• [The task]
Among the lines of the records, please find those that contain the word "cases" and copy them.

• [Records for the exercise]

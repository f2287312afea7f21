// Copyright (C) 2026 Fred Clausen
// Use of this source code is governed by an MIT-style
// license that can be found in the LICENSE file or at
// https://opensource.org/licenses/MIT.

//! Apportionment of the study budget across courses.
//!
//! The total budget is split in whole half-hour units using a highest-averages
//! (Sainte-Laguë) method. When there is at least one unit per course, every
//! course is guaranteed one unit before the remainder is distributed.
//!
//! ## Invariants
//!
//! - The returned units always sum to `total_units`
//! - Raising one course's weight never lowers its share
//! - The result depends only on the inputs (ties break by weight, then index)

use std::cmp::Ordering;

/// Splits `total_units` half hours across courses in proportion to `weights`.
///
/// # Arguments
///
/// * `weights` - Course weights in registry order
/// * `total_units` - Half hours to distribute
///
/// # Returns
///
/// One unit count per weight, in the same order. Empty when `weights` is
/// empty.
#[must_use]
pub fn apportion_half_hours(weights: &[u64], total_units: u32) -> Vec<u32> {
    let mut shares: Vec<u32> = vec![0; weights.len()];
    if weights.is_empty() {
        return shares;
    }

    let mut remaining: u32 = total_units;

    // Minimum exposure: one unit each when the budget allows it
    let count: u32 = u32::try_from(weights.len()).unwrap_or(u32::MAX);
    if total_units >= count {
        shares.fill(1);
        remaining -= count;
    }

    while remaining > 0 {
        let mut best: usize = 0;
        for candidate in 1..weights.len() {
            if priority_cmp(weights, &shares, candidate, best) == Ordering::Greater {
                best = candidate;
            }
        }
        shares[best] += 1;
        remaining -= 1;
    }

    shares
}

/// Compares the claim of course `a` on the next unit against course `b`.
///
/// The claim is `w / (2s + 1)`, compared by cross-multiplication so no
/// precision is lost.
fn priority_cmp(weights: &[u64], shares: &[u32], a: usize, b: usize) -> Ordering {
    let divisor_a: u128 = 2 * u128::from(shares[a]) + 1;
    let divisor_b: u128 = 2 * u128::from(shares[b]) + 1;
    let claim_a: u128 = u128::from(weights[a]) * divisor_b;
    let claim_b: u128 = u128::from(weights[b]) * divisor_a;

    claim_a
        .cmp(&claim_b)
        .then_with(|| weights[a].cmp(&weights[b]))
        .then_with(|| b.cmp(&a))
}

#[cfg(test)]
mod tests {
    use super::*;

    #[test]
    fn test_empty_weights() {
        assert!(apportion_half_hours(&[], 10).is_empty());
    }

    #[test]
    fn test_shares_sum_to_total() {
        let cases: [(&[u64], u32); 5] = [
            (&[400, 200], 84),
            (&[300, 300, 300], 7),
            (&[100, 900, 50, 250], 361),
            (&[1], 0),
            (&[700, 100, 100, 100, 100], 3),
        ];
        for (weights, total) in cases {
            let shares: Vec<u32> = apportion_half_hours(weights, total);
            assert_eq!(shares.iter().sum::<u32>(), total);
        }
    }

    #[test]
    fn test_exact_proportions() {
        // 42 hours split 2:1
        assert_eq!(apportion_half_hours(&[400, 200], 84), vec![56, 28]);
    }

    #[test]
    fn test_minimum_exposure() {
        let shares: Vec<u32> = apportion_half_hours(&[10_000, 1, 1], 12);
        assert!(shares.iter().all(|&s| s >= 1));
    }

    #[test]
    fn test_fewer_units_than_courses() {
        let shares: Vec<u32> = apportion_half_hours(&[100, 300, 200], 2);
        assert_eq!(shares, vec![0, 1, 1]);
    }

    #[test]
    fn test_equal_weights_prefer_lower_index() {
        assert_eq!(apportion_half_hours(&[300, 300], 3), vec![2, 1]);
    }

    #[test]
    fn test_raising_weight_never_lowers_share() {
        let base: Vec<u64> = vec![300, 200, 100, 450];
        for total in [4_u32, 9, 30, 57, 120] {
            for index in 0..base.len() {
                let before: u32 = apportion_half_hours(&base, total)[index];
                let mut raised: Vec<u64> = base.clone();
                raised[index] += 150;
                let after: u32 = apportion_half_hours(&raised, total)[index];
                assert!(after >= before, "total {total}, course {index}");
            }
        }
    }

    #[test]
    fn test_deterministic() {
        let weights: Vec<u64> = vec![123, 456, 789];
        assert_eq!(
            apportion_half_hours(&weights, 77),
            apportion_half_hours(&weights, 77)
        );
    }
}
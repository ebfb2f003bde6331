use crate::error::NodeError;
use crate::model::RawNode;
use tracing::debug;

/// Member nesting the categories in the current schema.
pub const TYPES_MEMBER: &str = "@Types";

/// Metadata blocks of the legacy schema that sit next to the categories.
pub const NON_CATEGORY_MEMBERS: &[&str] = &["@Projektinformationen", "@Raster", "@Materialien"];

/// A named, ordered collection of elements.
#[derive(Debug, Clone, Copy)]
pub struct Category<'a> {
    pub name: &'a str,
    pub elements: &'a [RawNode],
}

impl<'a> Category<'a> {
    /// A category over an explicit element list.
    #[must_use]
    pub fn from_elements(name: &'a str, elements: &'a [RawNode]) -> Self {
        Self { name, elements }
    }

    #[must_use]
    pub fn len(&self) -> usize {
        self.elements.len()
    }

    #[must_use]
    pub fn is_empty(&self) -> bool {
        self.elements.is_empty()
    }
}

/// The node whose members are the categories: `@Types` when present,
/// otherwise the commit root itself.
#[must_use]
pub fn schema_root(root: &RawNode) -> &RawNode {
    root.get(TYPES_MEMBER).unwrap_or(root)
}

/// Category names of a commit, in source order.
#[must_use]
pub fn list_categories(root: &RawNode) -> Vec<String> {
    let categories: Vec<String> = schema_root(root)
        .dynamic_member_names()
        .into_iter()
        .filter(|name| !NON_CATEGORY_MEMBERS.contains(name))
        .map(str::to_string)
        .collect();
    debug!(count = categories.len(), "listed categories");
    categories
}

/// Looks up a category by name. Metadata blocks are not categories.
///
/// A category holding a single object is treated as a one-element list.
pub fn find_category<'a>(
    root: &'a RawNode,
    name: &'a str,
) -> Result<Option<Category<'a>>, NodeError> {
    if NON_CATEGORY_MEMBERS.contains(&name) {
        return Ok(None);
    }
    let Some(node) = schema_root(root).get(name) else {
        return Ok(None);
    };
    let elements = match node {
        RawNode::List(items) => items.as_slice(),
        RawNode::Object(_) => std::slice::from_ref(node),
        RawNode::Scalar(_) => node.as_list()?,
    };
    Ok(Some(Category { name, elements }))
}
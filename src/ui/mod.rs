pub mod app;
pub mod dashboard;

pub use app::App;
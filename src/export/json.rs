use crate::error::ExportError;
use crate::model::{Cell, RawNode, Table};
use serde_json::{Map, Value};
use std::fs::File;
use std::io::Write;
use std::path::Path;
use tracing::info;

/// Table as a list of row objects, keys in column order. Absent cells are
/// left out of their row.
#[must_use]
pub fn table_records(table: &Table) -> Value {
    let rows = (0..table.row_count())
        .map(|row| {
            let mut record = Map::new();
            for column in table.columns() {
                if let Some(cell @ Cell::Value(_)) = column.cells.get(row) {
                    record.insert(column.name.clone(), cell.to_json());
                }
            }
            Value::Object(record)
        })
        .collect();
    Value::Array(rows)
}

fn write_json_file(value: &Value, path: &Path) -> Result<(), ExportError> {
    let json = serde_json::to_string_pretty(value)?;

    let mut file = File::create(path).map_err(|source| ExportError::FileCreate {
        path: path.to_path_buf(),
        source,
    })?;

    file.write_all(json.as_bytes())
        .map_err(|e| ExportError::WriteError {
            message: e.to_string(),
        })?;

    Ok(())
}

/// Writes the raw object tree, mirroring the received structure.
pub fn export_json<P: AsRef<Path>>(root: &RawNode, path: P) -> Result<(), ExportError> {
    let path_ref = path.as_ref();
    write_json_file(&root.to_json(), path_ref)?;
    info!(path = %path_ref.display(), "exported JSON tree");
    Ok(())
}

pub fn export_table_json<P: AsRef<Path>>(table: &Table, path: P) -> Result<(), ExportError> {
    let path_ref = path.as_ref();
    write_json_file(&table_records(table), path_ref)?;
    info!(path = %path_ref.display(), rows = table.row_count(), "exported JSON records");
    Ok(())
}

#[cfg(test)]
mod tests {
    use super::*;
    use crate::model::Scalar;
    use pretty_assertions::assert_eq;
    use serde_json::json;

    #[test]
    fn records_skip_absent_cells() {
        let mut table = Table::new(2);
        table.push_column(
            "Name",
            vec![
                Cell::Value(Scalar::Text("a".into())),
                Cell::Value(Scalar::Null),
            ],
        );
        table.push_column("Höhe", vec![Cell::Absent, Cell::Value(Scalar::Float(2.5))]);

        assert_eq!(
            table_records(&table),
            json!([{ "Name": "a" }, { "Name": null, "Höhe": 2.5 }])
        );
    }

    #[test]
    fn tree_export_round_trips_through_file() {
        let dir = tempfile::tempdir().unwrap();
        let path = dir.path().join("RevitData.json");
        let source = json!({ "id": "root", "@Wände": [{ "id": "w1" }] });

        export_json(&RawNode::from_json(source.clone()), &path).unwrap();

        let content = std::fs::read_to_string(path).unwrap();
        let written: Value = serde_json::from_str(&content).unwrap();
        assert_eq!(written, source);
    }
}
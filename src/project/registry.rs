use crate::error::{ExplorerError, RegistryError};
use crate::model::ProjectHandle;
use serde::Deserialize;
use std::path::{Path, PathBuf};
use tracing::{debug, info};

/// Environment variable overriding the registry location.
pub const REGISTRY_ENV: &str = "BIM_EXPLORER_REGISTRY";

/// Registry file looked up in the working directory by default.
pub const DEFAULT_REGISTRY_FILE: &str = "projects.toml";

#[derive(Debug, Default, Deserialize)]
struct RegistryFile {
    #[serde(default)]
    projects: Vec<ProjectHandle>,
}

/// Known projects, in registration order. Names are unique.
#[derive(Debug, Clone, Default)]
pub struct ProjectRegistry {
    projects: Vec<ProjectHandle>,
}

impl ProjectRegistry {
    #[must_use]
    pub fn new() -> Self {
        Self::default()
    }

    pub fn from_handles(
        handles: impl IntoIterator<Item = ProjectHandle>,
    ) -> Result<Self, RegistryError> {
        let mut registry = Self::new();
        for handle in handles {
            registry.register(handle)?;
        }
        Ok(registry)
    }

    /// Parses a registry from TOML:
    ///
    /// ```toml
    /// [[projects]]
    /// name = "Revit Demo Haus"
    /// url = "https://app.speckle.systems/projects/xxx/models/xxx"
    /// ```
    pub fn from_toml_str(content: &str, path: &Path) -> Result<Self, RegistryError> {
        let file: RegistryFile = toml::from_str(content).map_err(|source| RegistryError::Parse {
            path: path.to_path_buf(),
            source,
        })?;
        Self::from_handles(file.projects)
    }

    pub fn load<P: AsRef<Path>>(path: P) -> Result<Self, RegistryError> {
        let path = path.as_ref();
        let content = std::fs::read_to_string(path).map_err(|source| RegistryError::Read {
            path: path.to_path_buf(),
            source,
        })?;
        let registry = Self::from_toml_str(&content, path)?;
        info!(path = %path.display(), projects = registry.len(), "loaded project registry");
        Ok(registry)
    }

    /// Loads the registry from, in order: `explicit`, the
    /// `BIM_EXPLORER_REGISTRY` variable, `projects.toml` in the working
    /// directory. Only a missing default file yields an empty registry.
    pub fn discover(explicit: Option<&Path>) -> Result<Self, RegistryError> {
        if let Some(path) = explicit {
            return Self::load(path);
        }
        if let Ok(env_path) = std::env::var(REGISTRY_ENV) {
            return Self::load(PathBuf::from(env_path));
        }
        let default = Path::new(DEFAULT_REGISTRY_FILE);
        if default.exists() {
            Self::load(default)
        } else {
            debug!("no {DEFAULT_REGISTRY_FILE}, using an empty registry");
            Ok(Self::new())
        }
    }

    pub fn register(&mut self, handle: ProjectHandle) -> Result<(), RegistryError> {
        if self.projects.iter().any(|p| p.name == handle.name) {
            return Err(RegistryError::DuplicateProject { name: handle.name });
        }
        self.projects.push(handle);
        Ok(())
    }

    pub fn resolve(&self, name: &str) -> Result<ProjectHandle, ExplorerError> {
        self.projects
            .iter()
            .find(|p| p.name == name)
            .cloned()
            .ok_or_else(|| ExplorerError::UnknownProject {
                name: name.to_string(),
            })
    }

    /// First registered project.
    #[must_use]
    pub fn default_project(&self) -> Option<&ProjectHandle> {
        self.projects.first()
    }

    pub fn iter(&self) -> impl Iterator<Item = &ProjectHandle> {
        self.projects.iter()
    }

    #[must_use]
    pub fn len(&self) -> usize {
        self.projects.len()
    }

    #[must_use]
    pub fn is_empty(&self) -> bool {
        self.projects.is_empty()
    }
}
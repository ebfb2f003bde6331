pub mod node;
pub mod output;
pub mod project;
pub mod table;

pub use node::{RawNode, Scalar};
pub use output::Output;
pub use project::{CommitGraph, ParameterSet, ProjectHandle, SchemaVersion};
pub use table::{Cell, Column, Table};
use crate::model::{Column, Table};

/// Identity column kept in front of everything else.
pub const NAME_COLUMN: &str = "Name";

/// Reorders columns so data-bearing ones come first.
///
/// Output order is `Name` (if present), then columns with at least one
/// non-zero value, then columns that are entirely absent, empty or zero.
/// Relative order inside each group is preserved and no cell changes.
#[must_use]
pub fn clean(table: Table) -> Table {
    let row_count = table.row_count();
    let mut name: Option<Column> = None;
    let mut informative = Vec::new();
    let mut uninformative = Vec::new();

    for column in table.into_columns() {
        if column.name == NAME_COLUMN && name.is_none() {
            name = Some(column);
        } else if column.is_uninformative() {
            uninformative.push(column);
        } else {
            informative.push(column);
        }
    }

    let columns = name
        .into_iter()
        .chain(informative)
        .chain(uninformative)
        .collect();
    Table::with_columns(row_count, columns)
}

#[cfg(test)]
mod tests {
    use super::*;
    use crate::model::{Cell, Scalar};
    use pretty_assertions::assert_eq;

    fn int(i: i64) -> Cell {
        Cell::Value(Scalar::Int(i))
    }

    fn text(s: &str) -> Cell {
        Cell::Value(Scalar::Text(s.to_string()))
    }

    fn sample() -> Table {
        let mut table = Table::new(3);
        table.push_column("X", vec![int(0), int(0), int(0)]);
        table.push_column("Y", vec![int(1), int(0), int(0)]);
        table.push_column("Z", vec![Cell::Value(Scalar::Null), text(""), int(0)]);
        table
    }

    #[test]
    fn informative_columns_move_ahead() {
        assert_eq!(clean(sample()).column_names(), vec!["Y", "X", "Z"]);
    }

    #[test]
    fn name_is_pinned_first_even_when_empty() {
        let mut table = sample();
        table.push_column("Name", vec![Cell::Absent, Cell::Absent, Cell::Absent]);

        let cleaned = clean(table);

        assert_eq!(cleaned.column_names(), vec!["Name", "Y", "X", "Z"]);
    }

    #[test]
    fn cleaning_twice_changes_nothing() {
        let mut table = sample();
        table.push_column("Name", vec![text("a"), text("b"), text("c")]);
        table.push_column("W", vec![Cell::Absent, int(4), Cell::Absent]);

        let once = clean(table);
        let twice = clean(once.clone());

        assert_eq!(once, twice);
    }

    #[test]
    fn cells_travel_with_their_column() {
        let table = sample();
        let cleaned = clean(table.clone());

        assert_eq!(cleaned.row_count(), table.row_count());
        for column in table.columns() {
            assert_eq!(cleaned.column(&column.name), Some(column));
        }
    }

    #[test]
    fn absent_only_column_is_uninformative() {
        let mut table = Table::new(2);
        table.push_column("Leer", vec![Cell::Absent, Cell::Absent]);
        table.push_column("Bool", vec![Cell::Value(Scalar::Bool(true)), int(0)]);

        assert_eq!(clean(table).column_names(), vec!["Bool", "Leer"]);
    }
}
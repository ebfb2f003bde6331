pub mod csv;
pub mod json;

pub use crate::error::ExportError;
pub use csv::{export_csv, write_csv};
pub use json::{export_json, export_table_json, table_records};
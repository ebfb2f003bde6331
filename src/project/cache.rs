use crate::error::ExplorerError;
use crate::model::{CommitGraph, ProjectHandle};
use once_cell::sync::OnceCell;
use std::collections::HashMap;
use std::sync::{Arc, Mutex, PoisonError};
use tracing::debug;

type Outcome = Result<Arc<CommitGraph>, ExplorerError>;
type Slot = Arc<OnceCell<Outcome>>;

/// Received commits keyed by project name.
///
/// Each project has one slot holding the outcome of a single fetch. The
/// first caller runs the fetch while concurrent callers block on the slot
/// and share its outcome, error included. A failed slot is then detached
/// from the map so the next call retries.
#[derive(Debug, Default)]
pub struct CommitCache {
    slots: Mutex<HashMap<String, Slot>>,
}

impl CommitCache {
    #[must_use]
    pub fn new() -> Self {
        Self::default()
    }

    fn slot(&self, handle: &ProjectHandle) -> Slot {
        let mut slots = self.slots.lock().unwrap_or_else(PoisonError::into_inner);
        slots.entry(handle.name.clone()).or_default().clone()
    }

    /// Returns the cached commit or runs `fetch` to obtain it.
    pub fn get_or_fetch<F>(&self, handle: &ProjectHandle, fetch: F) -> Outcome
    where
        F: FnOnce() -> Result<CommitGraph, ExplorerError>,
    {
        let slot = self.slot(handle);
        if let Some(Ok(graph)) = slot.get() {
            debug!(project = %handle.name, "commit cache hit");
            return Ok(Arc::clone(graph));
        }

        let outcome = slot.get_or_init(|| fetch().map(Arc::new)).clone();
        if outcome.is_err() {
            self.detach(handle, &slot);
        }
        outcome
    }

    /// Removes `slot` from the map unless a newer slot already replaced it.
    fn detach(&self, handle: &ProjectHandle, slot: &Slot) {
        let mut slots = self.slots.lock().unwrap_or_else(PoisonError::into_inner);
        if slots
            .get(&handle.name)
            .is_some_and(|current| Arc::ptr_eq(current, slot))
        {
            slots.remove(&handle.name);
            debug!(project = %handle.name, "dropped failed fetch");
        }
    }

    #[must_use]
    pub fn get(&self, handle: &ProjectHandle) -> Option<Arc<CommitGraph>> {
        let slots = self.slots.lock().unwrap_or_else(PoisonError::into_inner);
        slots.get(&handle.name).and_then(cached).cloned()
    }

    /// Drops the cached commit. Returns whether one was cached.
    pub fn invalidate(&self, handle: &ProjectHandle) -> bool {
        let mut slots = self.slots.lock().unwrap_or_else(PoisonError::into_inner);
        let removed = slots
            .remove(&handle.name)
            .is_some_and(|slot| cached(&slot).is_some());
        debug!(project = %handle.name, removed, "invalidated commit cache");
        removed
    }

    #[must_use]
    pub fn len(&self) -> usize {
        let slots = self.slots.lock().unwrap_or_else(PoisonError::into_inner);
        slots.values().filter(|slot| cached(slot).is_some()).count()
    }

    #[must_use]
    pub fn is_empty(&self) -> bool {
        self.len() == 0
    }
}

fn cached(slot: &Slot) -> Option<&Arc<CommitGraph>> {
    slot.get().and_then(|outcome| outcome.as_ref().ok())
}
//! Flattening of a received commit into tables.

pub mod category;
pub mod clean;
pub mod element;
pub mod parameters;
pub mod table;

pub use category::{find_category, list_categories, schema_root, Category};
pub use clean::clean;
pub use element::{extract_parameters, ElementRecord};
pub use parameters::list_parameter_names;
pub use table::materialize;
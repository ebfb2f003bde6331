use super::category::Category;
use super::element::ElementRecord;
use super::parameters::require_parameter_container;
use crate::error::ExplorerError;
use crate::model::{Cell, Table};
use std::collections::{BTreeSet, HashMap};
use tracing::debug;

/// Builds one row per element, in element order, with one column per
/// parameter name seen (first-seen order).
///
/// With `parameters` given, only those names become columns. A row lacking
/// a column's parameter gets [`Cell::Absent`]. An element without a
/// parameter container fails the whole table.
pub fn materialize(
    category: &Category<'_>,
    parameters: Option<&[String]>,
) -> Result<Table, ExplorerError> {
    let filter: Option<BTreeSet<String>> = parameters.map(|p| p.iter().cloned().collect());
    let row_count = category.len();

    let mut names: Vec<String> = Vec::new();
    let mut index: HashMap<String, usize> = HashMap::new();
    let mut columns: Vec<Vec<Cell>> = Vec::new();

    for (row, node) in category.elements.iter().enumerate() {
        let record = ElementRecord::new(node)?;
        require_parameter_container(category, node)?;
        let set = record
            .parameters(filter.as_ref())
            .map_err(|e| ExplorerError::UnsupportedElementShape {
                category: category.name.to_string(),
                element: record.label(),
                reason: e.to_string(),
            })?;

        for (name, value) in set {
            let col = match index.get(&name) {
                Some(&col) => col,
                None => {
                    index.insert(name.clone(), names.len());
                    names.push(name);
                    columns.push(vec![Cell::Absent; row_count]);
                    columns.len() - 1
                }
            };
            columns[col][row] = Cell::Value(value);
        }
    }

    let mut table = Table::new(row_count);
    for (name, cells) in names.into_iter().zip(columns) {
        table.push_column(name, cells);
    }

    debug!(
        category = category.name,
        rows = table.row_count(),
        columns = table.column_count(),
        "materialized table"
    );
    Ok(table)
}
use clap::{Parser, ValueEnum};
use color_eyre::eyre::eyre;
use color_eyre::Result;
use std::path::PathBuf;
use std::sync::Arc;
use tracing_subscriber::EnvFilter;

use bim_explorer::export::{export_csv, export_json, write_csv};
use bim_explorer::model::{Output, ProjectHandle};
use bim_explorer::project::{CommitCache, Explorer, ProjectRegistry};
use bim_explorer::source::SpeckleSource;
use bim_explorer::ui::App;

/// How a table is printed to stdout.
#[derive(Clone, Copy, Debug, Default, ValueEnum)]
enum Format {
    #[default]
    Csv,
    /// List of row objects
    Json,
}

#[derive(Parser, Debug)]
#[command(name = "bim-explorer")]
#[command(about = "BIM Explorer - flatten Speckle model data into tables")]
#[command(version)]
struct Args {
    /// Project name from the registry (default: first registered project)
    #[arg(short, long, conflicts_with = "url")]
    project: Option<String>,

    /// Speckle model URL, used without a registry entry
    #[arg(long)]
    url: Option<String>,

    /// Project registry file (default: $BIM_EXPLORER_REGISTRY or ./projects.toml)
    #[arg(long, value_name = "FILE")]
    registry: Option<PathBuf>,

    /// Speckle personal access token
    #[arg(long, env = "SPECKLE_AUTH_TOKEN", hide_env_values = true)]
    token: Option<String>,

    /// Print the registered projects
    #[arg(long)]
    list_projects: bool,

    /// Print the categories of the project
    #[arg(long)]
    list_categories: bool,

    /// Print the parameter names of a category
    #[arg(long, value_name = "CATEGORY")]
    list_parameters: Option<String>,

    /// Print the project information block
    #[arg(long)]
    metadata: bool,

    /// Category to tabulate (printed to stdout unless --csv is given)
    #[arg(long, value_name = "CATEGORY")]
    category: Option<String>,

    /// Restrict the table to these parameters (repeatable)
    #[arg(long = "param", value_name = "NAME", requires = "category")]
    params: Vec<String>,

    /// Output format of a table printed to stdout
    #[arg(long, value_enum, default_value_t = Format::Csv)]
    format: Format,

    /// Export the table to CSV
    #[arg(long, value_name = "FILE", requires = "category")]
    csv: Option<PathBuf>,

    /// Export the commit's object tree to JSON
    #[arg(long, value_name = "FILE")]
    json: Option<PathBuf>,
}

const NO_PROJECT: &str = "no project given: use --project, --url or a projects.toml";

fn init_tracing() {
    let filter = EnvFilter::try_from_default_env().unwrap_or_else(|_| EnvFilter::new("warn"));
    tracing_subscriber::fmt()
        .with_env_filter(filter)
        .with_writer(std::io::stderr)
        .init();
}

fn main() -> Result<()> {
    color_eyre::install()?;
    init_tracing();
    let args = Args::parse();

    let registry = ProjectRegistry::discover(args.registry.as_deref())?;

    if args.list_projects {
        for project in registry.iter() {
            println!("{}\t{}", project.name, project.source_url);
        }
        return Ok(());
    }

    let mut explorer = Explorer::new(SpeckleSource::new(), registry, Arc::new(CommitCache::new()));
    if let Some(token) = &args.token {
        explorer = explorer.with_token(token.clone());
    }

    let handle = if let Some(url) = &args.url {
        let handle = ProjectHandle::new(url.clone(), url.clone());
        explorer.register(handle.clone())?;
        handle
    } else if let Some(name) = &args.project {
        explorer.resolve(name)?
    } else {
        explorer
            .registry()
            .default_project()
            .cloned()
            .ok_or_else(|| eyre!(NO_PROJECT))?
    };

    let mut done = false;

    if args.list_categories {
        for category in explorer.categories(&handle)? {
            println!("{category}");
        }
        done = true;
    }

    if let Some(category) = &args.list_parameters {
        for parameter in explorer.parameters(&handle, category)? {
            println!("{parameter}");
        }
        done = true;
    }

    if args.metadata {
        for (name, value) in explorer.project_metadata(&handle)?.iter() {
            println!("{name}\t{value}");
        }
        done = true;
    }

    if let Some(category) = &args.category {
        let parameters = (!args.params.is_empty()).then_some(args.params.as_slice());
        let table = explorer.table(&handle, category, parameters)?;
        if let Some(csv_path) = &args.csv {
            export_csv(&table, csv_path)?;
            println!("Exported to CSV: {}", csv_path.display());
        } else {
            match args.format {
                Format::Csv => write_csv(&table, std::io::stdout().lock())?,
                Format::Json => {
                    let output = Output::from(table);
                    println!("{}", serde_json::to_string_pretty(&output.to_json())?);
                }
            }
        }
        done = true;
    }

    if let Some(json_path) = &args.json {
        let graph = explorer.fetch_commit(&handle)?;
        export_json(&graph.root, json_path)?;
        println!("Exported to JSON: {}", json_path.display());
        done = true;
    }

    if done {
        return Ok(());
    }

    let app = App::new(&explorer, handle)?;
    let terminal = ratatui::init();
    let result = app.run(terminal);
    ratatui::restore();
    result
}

• [Answer space]
        let cases: [(&[u64], u32); 5] = [
        for (weights, total) in cases {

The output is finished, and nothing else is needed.